1. Generative Adversarial Networks
Generative Adversarial Networks (GANs) are a class of neural network frameworks designed for generative modeling by pitting two neural networks against each other in a game-theoretic setting. The two networks are the generator and the discriminator. The generator creates fake data samples, while the discriminator evaluates them against real data samples, providing feedback to the generator. This adversarial process drives both networks to improve, resulting in the generation of high-quality synthetic data.
1.1. Adversarial Training
The training process of GANs involves alternating between training the discriminator and the generator. The discriminator is trained to maximize its ability to distinguish between real and fake samples, while the generator is trained to minimize the discriminator’s ability to classify its samples as fake.
-
Discriminator Training: The discriminator is presented with a batch of real samples from the training dataset and a batch of fake samples generated by the generator.
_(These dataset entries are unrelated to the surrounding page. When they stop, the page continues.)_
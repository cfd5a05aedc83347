//! Positional parameter binding.
//!
//! PostgreSQL receives homogeneous string or integer arrays as native arrays
//! so that `column = any($1)` filters work against Steampipe tables; any other
//! array or object travels as `jsonb`. SQLite has no array or JSON type and
//! gets the JSON text.

use crate::models::QueryParam;
use serde_json::Value as JsonValue;
use sqlx::postgres::PgArguments;
use sqlx::query::Query;
use sqlx::sqlite::SqliteArguments;
use sqlx::types::Json;
use sqlx::{Postgres, Sqlite};

/// How a JSON array or object is sent to PostgreSQL.
#[derive(Debug, PartialEq)]
enum PgComposite {
    TextArray(Vec<String>),
    BigintArray(Vec<i64>),
    Jsonb,
}

fn pg_composite(value: &JsonValue) -> PgComposite {
    let JsonValue::Array(items) = value else {
        return PgComposite::Jsonb;
    };
    if items.is_empty() {
        return PgComposite::Jsonb;
    }
    if let Some(texts) = items
        .iter()
        .map(|v| v.as_str().map(String::from))
        .collect::<Option<Vec<_>>>()
    {
        return PgComposite::TextArray(texts);
    }
    items
        .iter()
        .map(JsonValue::as_i64)
        .collect::<Option<Vec<_>>>()
        .map_or(PgComposite::Jsonb, PgComposite::BigintArray)
}

pub(crate) fn bind_postgres_param<'q>(
    query: Query<'q, Postgres, PgArguments>,
    param: &'q QueryParam,
) -> Query<'q, Postgres, PgArguments> {
    match param {
        QueryParam::Null => query.bind(None::<String>),
        QueryParam::Bool(v) => query.bind(*v),
        QueryParam::Int(v) => query.bind(*v),
        QueryParam::Float(v) => query.bind(*v),
        QueryParam::String(v) => query.bind(v.as_str()),
        QueryParam::Json(v) => match pg_composite(v) {
            PgComposite::TextArray(texts) => query.bind(texts),
            PgComposite::BigintArray(ints) => query.bind(ints),
            PgComposite::Jsonb => query.bind(Json(v)),
        },
    }
}

pub(crate) fn bind_sqlite_param<'q>(
    query: Query<'q, Sqlite, SqliteArguments<'q>>,
    param: &'q QueryParam,
) -> Query<'q, Sqlite, SqliteArguments<'q>> {
    match param {
        QueryParam::Null => query.bind(None::<String>),
        QueryParam::Bool(v) => query.bind(*v),
        QueryParam::Int(v) => query.bind(*v),
        QueryParam::Float(v) => query.bind(*v),
        QueryParam::String(v) => query.bind(v.as_str()),
        QueryParam::Json(v) => query.bind(v.to_string()),
    }
}

#[cfg(test)]
mod tests {
    use super::*;
    use serde_json::json;

    #[test]
    fn test_string_array_binds_as_text_array() {
        assert_eq!(
            pg_composite(&json!(["us-east-1", "eu-west-1"])),
            PgComposite::TextArray(vec!["us-east-1".into(), "eu-west-1".into()])
        );
    }

    #[test]
    fn test_integer_array_binds_as_bigint_array() {
        assert_eq!(
            pg_composite(&json!([1, 2, 3])),
            PgComposite::BigintArray(vec![1, 2, 3])
        );
    }

    #[test]
    fn test_mixed_and_nested_values_bind_as_jsonb() {
        assert_eq!(pg_composite(&json!(["a", 1])), PgComposite::Jsonb);
        assert_eq!(pg_composite(&json!([1.5])), PgComposite::Jsonb);
        assert_eq!(pg_composite(&json!([])), PgComposite::Jsonb);
        assert_eq!(pg_composite(&json!({"tag": "prod"})), PgComposite::Jsonb);
    }
}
It learns to output high probabilities for real samples and low probabilities for fake samples.
-
Generator Training: The generator is then trained to produce samples that the discriminator classifies as real. This is done by feeding random noise into the generator and updating its weights based on the discriminator’s feedback.
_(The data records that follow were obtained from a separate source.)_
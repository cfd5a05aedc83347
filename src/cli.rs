//! Runner for the Steampipe command line.
//!
//! Used by connection discovery and by tools that read plugin details the
//! database does not expose. Every invocation disables the CLI's update check
//! and is bounded by a timeout.

use crate::error::{DbError, DbResult};
use serde_json::Value as JsonValue;
use std::process::Stdio;
use std::time::Duration;
use tokio::process::Command;
use tokio::time::timeout;
use tracing::debug;

#[derive(Debug, Clone)]
pub struct PlatformCli {
    program: String,
    timeout: Duration,
}

impl PlatformCli {
    pub fn new(program: impl Into<String>, timeout: Duration) -> Self {
        Self {
            program: program.into(),
            timeout,
        }
    }

    pub fn program(&self) -> &str {
        &self.program
    }

    /// Run the CLI and parse its stdout as JSON.
    pub async fn run_json(&self, args: &[String]) -> DbResult<JsonValue> {
        let stdout = self.run(args).await?;
        serde_json::from_str(stdout.trim()).map_err(|e| {
            DbError::command(&self.program, format!("output is not valid JSON: {}", e))
        })
    }

    /// Run the CLI and return its stdout.
    pub async fn run(&self, args: &[String]) -> DbResult<String> {
        debug!(program = %self.program, args = ?args, "Running CLI command");

        let mut command = Command::new(&self.program);
        command
            .args(args)
            .env("STEAMPIPE_UPDATE_CHECK", "false")
            .stdin(Stdio::null())
            .stdout(Stdio::piped())
            .stderr(Stdio::piped())
            .kill_on_drop(true);

        let output = match timeout(self.timeout, command.output()).await {
            Ok(Ok(output)) => output,
            Ok(Err(e)) => {
                return Err(DbError::command(
                    &self.program,
                    format!("could not be started: {}", e),
                ));
            }
            Err(_) => {
                return Err(DbError::command(
                    &self.program,
                    format!("did not finish within {}s", self.timeout.as_secs()),
                ));
            }
        };

        if !output.status.success() {
            let stderr = String::from_utf8_lossy(&output.stderr);
            let detail = stderr.trim();
            let message = if detail.is_empty() {
                format!("exited with {}", output.status)
            } else {
                format!("exited with {}: {}", output.status, detail)
            };
            return Err(DbError::command(&self.program, message));
        }

        Ok(String::from_utf8_lossy(&output.stdout).into_owned())
    }
}

#[cfg(all(test, unix))]
mod tests {
    use super::*;
    use crate::error::ErrorKind;

    fn sh(script: &str) -> Vec<String> {
        vec!["-c".to_string(), script.to_string()]
    }

    #[tokio::test]
    async fn test_run_json_parses_stdout() {
        let cli = PlatformCli::new("sh", Duration::from_secs(5));
        let value = cli.run_json(&sh(r#"echo '{"a": 1}'"#)).await.unwrap();
        assert_eq!(value["a"], 1);
    }

    #[tokio::test]
    async fn test_update_check_is_disabled() {
        let cli = PlatformCli::new("sh", Duration::from_secs(5));
        let out = cli.run(&sh("echo $STEAMPIPE_UPDATE_CHECK")).await.unwrap();
        assert_eq!(out.trim(), "false");
    }

    #[tokio::test]
    async fn test_non_zero_exit_is_command_error() {
        let cli = PlatformCli::new("sh", Duration::from_secs(5));
        let err = cli.run(&sh("echo boom >&2; exit 3")).await.unwrap_err();
        assert_eq!(err.kind(), ErrorKind::CommandFailed);
        assert!(err.to_string().contains("boom"));
    }

    #[tokio::test]
    async fn test_malformed_json_is_command_error() {
        let cli = PlatformCli::new("sh", Duration::from_secs(5));
        let err = cli.run_json(&sh("echo not-json")).await.unwrap_err();
        assert!(err.to_string().contains("not valid JSON"));
    }

    #[tokio::test]
    async fn test_missing_program() {
        let cli = PlatformCli::new("definitely-not-a-real-binary-xyz", Duration::from_secs(5));
        let err = cli.run(&[]).await.unwrap_err();
        assert!(err.to_string().contains("could not be started"));
    }
}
This adversarial process continues until the generator produces high-quality samples that are indistinguishable from real data, or until a predefined number of training iterations is reached.
The training objective is as follow:
\[\min_{G} \max_{D} \left \{\mathbb{E}_{x \sim p_{data}(x)}[\log D(x)] + \mathbb{E}_{z \sim p_{z}(z)}[\log(1 - D(G(z)))]\right \}\]2. Understanding GAN (Minimizing Jensen-Shannon Divergence)
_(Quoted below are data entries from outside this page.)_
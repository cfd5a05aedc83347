//! Schema-related data models.
//!
//! This module defines the shapes returned by the introspection queries.

use serde::{Deserialize, Serialize};

/// Schema type reported by `schema_list`.
#[derive(Debug, Clone, Copy, PartialEq, Eq, Serialize, Deserialize)]
#[serde(rename_all = "lowercase")]
pub enum SchemaType {
    /// Backed by a plugin connection
    Connection,
    /// Aggregates several connections
    Aggregator,
    /// Anything else (`public`, catalogs, attached SQLite databases)
    Schema,
}

/// A schema, with the plugin connection that owns it when there is one.
#[derive(Debug, Clone, Serialize, Deserialize)]
pub struct SchemaEntry {
    pub schema: String,
    #[serde(skip_serializing_if = "Option::is_none")]
    pub plugin: Option<String>,
    #[serde(skip_serializing_if = "Option::is_none")]
    pub connection: Option<String>,
    #[serde(rename = "type")]
    pub schema_type: SchemaType,
    #[serde(skip_serializing_if = "Option::is_none")]
    pub state: Option<String>,
}

impl SchemaEntry {
    pub fn new(schema: impl Into<String>) -> Self {
        Self {
            schema: schema.into(),
            plugin: None,
            connection: None,
            schema_type: SchemaType::Schema,
            state: None,
        }
    }

    pub fn with_connection(
        mut self,
        plugin: Option<String>,
        connection: impl Into<String>,
        schema_type: SchemaType,
    ) -> Self {
        self.plugin = plugin;
        self.connection = Some(connection.into());
        self.schema_type = schema_type;
        self
    }

    pub fn with_state(mut self, state: Option<String>) -> Self {
        self.state = state.filter(|s| !s.is_empty());
        self
    }
}

/// Row of `table_list`.
#[derive(Debug, Clone, PartialEq, Eq, Serialize, Deserialize)]
pub struct TableSummary {
    pub name: String,
    pub description: Option<String>,
}

/// Column of `table_show`, in ordinal order.
#[derive(Debug, Clone, PartialEq, Eq, Serialize, Deserialize)]
pub struct ColumnDetail {
    pub name: String,
    #[serde(rename = "type")]
    pub data_type: String,
    pub nullable: bool,
    pub default: Option<String>,
    #[serde(skip_serializing_if = "Option::is_none")]
    pub description: Option<String>,
}

impl ColumnDetail {
    pub fn new(name: impl Into<String>, data_type: impl Into<String>, nullable: bool) -> Self {
        Self {
            name: name.into(),
            data_type: data_type.into(),
            nullable,
            default: None,
            description: None,
        }
    }

    pub fn with_default(mut self, default: Option<String>) -> Self {
        self.default = default;
        self
    }

    pub fn with_description(mut self, description: Option<String>) -> Self {
        self.description = description.filter(|d| !d.is_empty());
        self
    }
}

/// Result of `table_show`.
#[derive(Debug, Clone, Serialize, Deserialize)]
pub struct TableDetail {
    pub schema: String,
    pub name: String,
    pub columns: Vec<ColumnDetail>,
}

/// Row of `plugin_list`.
#[derive(Debug, Clone, Serialize, Deserialize)]
pub struct PluginEntry {
    pub plugin: String,
    pub version: Option<String>,
}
From a general perspective, generative models aim to approximate the data distribution $p(x)$, and then sample points form it as generating new data points. The key idea of generative models is using a parameterized neural network (generator) to approximate $p(x)$, where the generator can be modeled as a distribution mapping function, which maps sample form simple distribution (e.g., standard Guassian) to a complex distribution $q(x)$. So, we can approximate the data distribution by minimizing the ‘difference’ between $q(x)$ and $p(x)$, where the ‘difference’ of two distributions can be measured by their divergences, such as Kullback–Leibler Divergence.
In the case of GANs, we will proof that, optimizing the training objective is equal to minimizing the Jensen–Shannon Divergence of $q(x)$ (distribution of generator) and $p(x)$ (data distribution).
Proof:
We rewrite the training objective as follow:
\[\begin{aligned} \mathcal{L} &= \mathbb{E}_{x \sim p(x)}[\log D(x)] + \mathbb{E}_{x \sim q(x)}[\log(1 - D(x))] \\ &= \int_x p(x) \log(D(x)) + q(x) \log(1-D(x))dx.\\ \end{aligned}\]Since $\mathcal{L}$ is concave in $D$, we calculate the first-order derivative:
\[\frac{\partial \mathcal{L}}{\partial D} = \int_x \frac{p(x)}{D(x)} - \frac{q(x)}{1-D(x)} dx\]let $\frac{\partial \mathcal{L}}{\partial D} = 0$, we have the optimal $D^* = \frac{p(x)}{p(x) + q(x)}$, we plugging $D^*$ back into the training objective:
\[\begin{aligned} \mathcal{L} &= \int_x p(x) \log(\frac{p(x)}{p(x) + q(x)}) + q(x) \log(1-\frac{p(x)}{p(x) + q(x)})dx\\ &= \int_x p(x) \log(\frac{p(x)}{p(x) + q(x)}) +p(x) \log(2) + q(x) \log(\frac{q(x)}{p(x) + q(x)}) + q(x) \log(2)dx - \log(4)\\ &= 2 \cdot D_{JS}(p(x)||q(x)) - \log(4). \end{aligned}\]We can see that, the process of training a GAN can be interpreted as minimizing the Jensen-Shannon Divergence between the real data distribution and the generated data distribution. More specifically, maximizing the loss is equivalent to train a discriminator that used to estimate the JS Divergence of real and fake distributions (as accurate as possible), and minimizing the loss is equivalent to training the generator to minimize this JS divergence (estimated by the discriminator).